It is easy to adopt new home environments

We finally had to tear ourselves away from Cane Garden Bay. The fish had taken up permanent residence under the boat, each with their assigned duties. The ones at the stern were silver blue about 3 inches long and frenetic. We had 6 black ones that hung out around the chain, presumably monitoring any tendency to drag. Then we had the millions of little ones that hung out in the shadow and the big boss fish in the center of the boat. Sad to break up the newly developed ecosystem but we were running low on groceries so off to West End (Soper’s Hole) for a quick provisioning stop.

Cane Garden Bay had many light showers with resulting rainbows
Cane Garden Bay had many light showers with resulting rainbows

Cane Garden continued producing beautiful sunsets
Cane Garden continued producing beautiful sunsets

After provisioning we enjoyed a close hauled sail from there back to Norman Island for a peaceful night at the Bight. However, we don’t like all the mooring balls so the next day we went around the corner to Benure’s Bay. We loved it there.

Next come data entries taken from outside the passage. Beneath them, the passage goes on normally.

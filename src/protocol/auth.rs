//! # Authentication
//!
//! Request builders for the login handshake and the MD5 challenge digest.
//! The builders are pure; [`ManagerClient::login`](crate::service::client::ManagerClient::login)
//! drives them through `publish`.

use crate::core::message::Message;
use md5::{Digest, Md5};

/// `Action: Challenge` requesting an MD5 challenge token.
pub fn challenge_request() -> Message {
    Message::new()
        .field("Action", "Challenge")
        .field("AuthType", "MD5")
}

/// `Action: Login` answering a challenge with the computed key.
pub fn login_request(username: &str, key: &str) -> Message {
    Message::new()
        .field("Action", "Login")
        .field("AuthType", "MD5")
        .field("Username", username)
        .field("Key", key)
}

/// `Action: Login` carrying the secret in clear text.
pub fn plain_login_request(username: &str, secret: &str) -> Message {
    Message::new()
        .field("Action", "Login")
        .field("Username", username)
        .field("Secret", secret)
}

/// `Action: Logoff`.
pub fn logoff_request() -> Message {
    Message::new().field("Action", "Logoff")
}

/// Lowercase hex MD5 of the challenge concatenated with the secret.
pub fn challenge_key(challenge: &str, secret: &str) -> String {
    let mut hasher = Md5::new();
    hasher.update(challenge.as_bytes());
    hasher.update(secret.as_bytes());
    hex::encode(hasher.finalize())
}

Blue Sky in Benure's Bay looking north - a favorite anchorage
Blue Sky in Benure’s Bay looking north – a favorite anchorage

Just a few other boats at anchor and tremendous snorkeling in clear water – not to mention the wind protection was even better than the Bight. One day we set off on a hike, missed the trail, and in true bushwhacker style G, Charlie, and I clawed our way up a steep 120 meter hill. We knew a jeep trail ran along the ridge so we just had to keep going up. The jeep trail was much easier walking so we hiked across the island back to the Bight with some gorgeous sights along the way.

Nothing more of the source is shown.